◆ **WHAT YOU WILL DO**: All of the data that follows should be retyped exactly as it appears.

[MATERIALS PROVIDED]

//! Console reporter with colored output

use crate::analyzer::engine::AggregateStats;
use crate::analyzer::ResultAggregator;
use crate::catalog::ExerciseInfo;
use crate::{catalog, CheckOutcome, FileAnalysis, Rating};
use colored::Colorize;

/// Reporter for terminal output
pub struct ConsoleReporter {
    /// Whether to use colors
    use_colors: bool,
    /// Whether to show the per-check table
    verbose: bool,
}

impl ConsoleReporter {
    /// Create a new console reporter
    pub fn new() -> Self {
        Self {
            use_colors: true,
            verbose: false,
        }
    }

    /// Disable colors
    pub fn without_colors(mut self) -> Self {
        self.use_colors = false;
        self
    }

    /// Enable verbose output
    pub fn verbose(mut self) -> Self {
        self.verbose = true;
        self
    }

    /// Report a single file analysis
    pub fn report(&self, result: &FileAnalysis) {
        self.print_header(result);
        self.print_score(result);

        if self.verbose && !result.checks.is_empty() {
            self.print_checks(&result.checks);
        }

        self.print_messages(result);
        println!();
    }

    /// Report multiple analyses with summary
    pub fn report_many(&self, results: &[FileAnalysis], stats: &AggregateStats) {
        for result in results {
            self.report(result);
            println!("{}", "─".repeat(60));
        }

        self.print_summary(stats);
    }

    /// Report in quiet mode (just score)
    pub fn report_quiet(&self, result: &FileAnalysis) {
        println!(
            "{}: {} {} ({})",
            result.file_path.display(),
            result.exercise,
            result.analysis.score,
            self.colorize_rating(result.rating)
        );
    }

    /// List the exercise catalog
    pub fn report_catalog(&self, exercises: &[ExerciseInfo]) {
        println!();
        println!("{}", "Exercises".bold());
        println!();
        for info in exercises {
            let marker = if info.scored {
                "scored".green()
            } else {
                "no rubric".dimmed()
            };
            println!(
                "   {} {} [{}]",
                format!("{:<12}", info.id).bold(),
                info.name,
                marker
            );
            println!(
                "   {:<12} {} | {} | {}",
                "",
                info.difficulty,
                info.duration,
                info.description.dimmed()
            );
            if self.verbose {
                for point in info.analysis_points {
                    println!("   {:<12} {} {}", "", "→".cyan(), point);
                }
            }
        }
        println!();
    }

    fn print_header(&self, result: &FileAnalysis) {
        println!();
        println!(
            "{}",
            format!("🏋 Form Analysis: {}", result.file_path.display()).bold()
        );
        let name = catalog::lookup(&result.exercise)
            .map(|info| info.name.to_string())
            .unwrap_or_else(|| result.exercise.to_string());
        println!("   Exercise: {}", name);
        println!();
    }

    fn print_score(&self, result: &FileAnalysis) {
        let score_bar = self.create_score_bar(result.analysis.score);
        let rating = self.colorize_rating(result.rating);

        println!("   Score: {} {}", score_bar, rating.bold());
        println!(
            "   {}",
            ResultAggregator::rating_description(result.rating).dimmed()
        );
        println!();
    }

    fn print_checks(&self, checks: &[CheckOutcome]) {
        println!("   {}", "Checks:".bold());
        for check in checks {
            let icon = if check.passed {
                "✓".green()
            } else {
                "✗".red()
            };
            let points = format!("{:>2}/{}", check.points, check.max_points);
            println!(
                "   {} {} {} {}",
                icon,
                points,
                check.name,
                format!("({}: {})", check.metric, format_value(check)).dimmed()
            );
        }
        println!();
    }

    fn print_messages(&self, result: &FileAnalysis) {
        if !result.analysis.feedback.is_empty() {
            println!("   {}", "Feedback:".bold());
            for message in &result.analysis.feedback {
                println!("   {} {}", "✓".green(), message);
            }
        }

        if !result.analysis.corrections.is_empty() {
            println!("   {}", "Corrections:".bold());
            for message in &result.analysis.corrections {
                println!("   {} {}", "→".red(), message);
            }
        }
    }

    fn print_summary(&self, stats: &AggregateStats) {
        println!();
        println!("{}", "═".repeat(60));
        println!("{}", "Summary".bold());
        println!("{}", "═".repeat(60));
        println!(
            "   Files analyzed:    {}",
            stats.files_analyzed.to_string().bold()
        );
        println!(
            "   Average score:     {} ({})",
            stats.average_score.to_string().bold(),
            self.colorize_rating(stats.average_rating)
        );
        println!("   Total corrections: {}", stats.total_corrections);
        if stats.unscored > 0 {
            println!(
                "   {} {} file(s) had no rubric for their exercise",
                "ℹ".blue(),
                stats.unscored
            );
        }
        println!();
    }

    fn colorize_rating(&self, rating: Rating) -> colored::ColoredString {
        let s = rating.to_string();
        match rating {
            Rating::Excellent => s.green().bold(),
            Rating::Good => s.yellow(),
            Rating::NeedsWork => s.red(),
        }
    }

    fn create_score_bar(&self, score: u8) -> String {
        let filled = (score.min(100) as usize * 20) / 100;
        let empty = 20 - filled;

        let bar = format!(
            "[{}{}] {:>3}%",
            "█".repeat(filled),
            "░".repeat(empty),
            score
        );

        if self.use_colors {
            match Rating::from_score(score) {
                Rating::Excellent => bar.green().to_string(),
                Rating::Good => bar.yellow().to_string(),
                Rating::NeedsWork => bar.red().to_string(),
            }
        } else {
            bar
        }
    }
}

impl Default for ConsoleReporter {
    fn default() -> Self {
        Self::new()
    }
}

fn format_value(check: &CheckOutcome) -> String {
    match check.value {
        Some(v) if v.is_finite() => format!("{:.1}{}", v, check.unit),
        Some(_) => "undefined".to_string(),
        None => "n/a".to_string(),
    }
}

[/MATERIALS PROVIDED]

◆ **EXERCISE RESULT**:
//! Console reporter with colored output

use crate::analyzer::engine::AggregateStats;
use crate::analyzer::ResultAggregator;
use crate::catalog::ExerciseInfo;
use crate::{catalog, CheckOutcome, FileAnalysis, Rating};
use colored::Colorize;

/// Reporter for terminal output
pub struct ConsoleReporter {
    /// Whether to use colors
    use_colors: bool,
    /// Whether to show the per-check table
    verbose: bool,
}

impl ConsoleReporter {
    /// Create a new console reporter
    pub fn new() -> Self {
        Self {
            use_colors: true,
            verbose: false,
        }
    }

    /// Disable colors
    pub fn without_colors(mut self) -> Self {
        self.use_colors = false;
        self
    }

    /// Enable verbose output
    pub fn verbose(mut self) -> Self {
        self.verbose = true;
        self
    }

    /// Report a single file analysis
    pub fn report(&self, result: &FileAnalysis) {
        self.print_header(result);
        self.print_score(result);

        if self.verbose && !result.checks.is_empty() {
            self.print_checks(&result.checks);
        }

        self.print_messages(result);
        println!();
    }

    /// Report multiple analyses with summary
    pub fn report_many(&self, results: &[FileAnalysis], stats: &AggregateStats) {
        for result in results {
            self.report(result);
            println!("{}", "─".repeat(60));
        }

        self.print_summary(stats);
    }

    /// Report in quiet mode (just score)
    pub fn report_quiet(&self, result: &FileAnalysis) {
        println!(
            "{}: {} {} ({})",
            result.file_path.display(),
            result.exercise,
            result.analysis.score,
            self.colorize_rating(result.rating)
        );
    }

    /// List the exercise catalog
    pub fn report_catalog(&self, exercises: &[ExerciseInfo]) {
        println!();
        println!("{}", "Exercises".bold());
        println!();
        for info in exercises {
            let marker = if info.scored {
                "scored".green()
            } else {
                "no rubric".dimmed()
            };
            println!(
                "   {} {} [{}]",
                format!("{:<12}", info.id).bold(),
                info.name,
                marker
            );
            println!(
                "   {:<12} {} | {} | {}",
                "",
                info.difficulty,
                info.duration,
                info.description.dimmed()
            );
            if self.verbose {
                for point in info.analysis_points {
                    println!("   {:<12} {} {}", "", "→".cyan(), point);
                }
            }
        }
        println!();
    }

    fn print_header(&self, result: &FileAnalysis) {
        println!();
        println!(
            "{}",
            format!("🏋 Form Analysis: {}", result.file_path.display()).bold()
        );
        let name = catalog::lookup(&result.exercise)
            .map(|info| info.name.to_string())
            .unwrap_or_else(|| result.exercise.to_string());
        println!("   Exercise: {}", name);
        println!();
    }

    fn print_score(&self, result: &FileAnalysis) {
        let score_bar = self.create_score_bar(result.analysis.score);
        let rating = self.colorize_rating(result.rating);

        println!("   Score: {} {}", score_bar, rating.bold());
        println!(
            "   {}",
            ResultAggregator::rating_description(result.rating).dimmed()
        );
        println!();
    }

    fn print_checks(&self, checks: &[CheckOutcome]) {
        println!("   {}", "Checks:".bold());
        for check in checks {
            let icon = if check.passed {
                "✓".green()
            } else {
                "✗".red()
            };
            let points = format!("{:>2}/{}", check.points, check.max_points);
            println!(
                "   {} {} {} {}",
                icon,
                points,
                check.name,
                format!("({}: {})", check.metric, format_value(check)).dimmed()
            );
        }
        println!();
    }

    fn print_messages(&self, result: &FileAnalysis) {
        if !result.analysis.feedback.is_empty() {
            println!("   {}", "Feedback:".bold());
            for message in &result.analysis.feedback {
                println!("   {} {}", "✓".green(), message);
            }
        }

        if !result.analysis.corrections.is_empty() {
            println!("   {}", "Corrections:".bold());
            for message in &result.analysis.corrections {
                println!("   {} {}", "→".red(), message);
            }
        }
    }

    fn print_summary(&self, stats: &AggregateStats) {
        println!();
        println!("{}", "═".repeat(60));
        println!("{}", "Summary".bold());
        println!("{}", "═".repeat(60));
        println!(
            "   Files analyzed:    {}",
            stats.files_analyzed.to_string().bold()
        );
        println!(
            "   Average score:     {} ({})",
            stats.average_score.to_string().bold(),
            self.colorize_rating(stats.average_rating)
        );
        println!("   Total corrections: {}", stats.total_corrections);
        if stats.unscored > 0 {
            println!(
                "   {} {} file(s) had no rubric for their exercise",
                "ℹ".blue(),
                stats.unscored
            );
        }
        println!();
    }

    fn colorize_rating(&self, rating: Rating) -> colored::ColoredString {
        let s = rating.to_string();
        match rating {
            Rating::Excellent => s.green().bold(),
            Rating::Good => s.yellow(),
            Rating::NeedsWork => s.red(),
        }
    }

    fn create_score_bar(&self, score: u8) -> String {
        let filled = (score.min(100) as usize * 20) / 100;
        let empty = 20 - filled;

        let bar = format!(
            "[{}{}] {:>3}%",
            "█".repeat(filled),
            "░".repeat(empty),
            score
        );

        if self.use_colors {
            match Rating::from_score(score) {
                Rating::Excellent => bar.green().to_string(),
                Rating::Good => bar.yellow().to_string(),
                Rating::NeedsWork => bar.red().to_string(),
            }
        } else {
            bar
        }
    }
}

impl Default for ConsoleReporter {
    fn default() -> Self {
        Self::new()
    }
}

fn format_value(check: &CheckOutcome) -> String {
    match check.value {
        Some(v) if v.is_finite() => format!("{:.1}{}", v, check.unit),
        Some(_) => "undefined".to_string(),
        None => "n/a".to_string(),
    }
}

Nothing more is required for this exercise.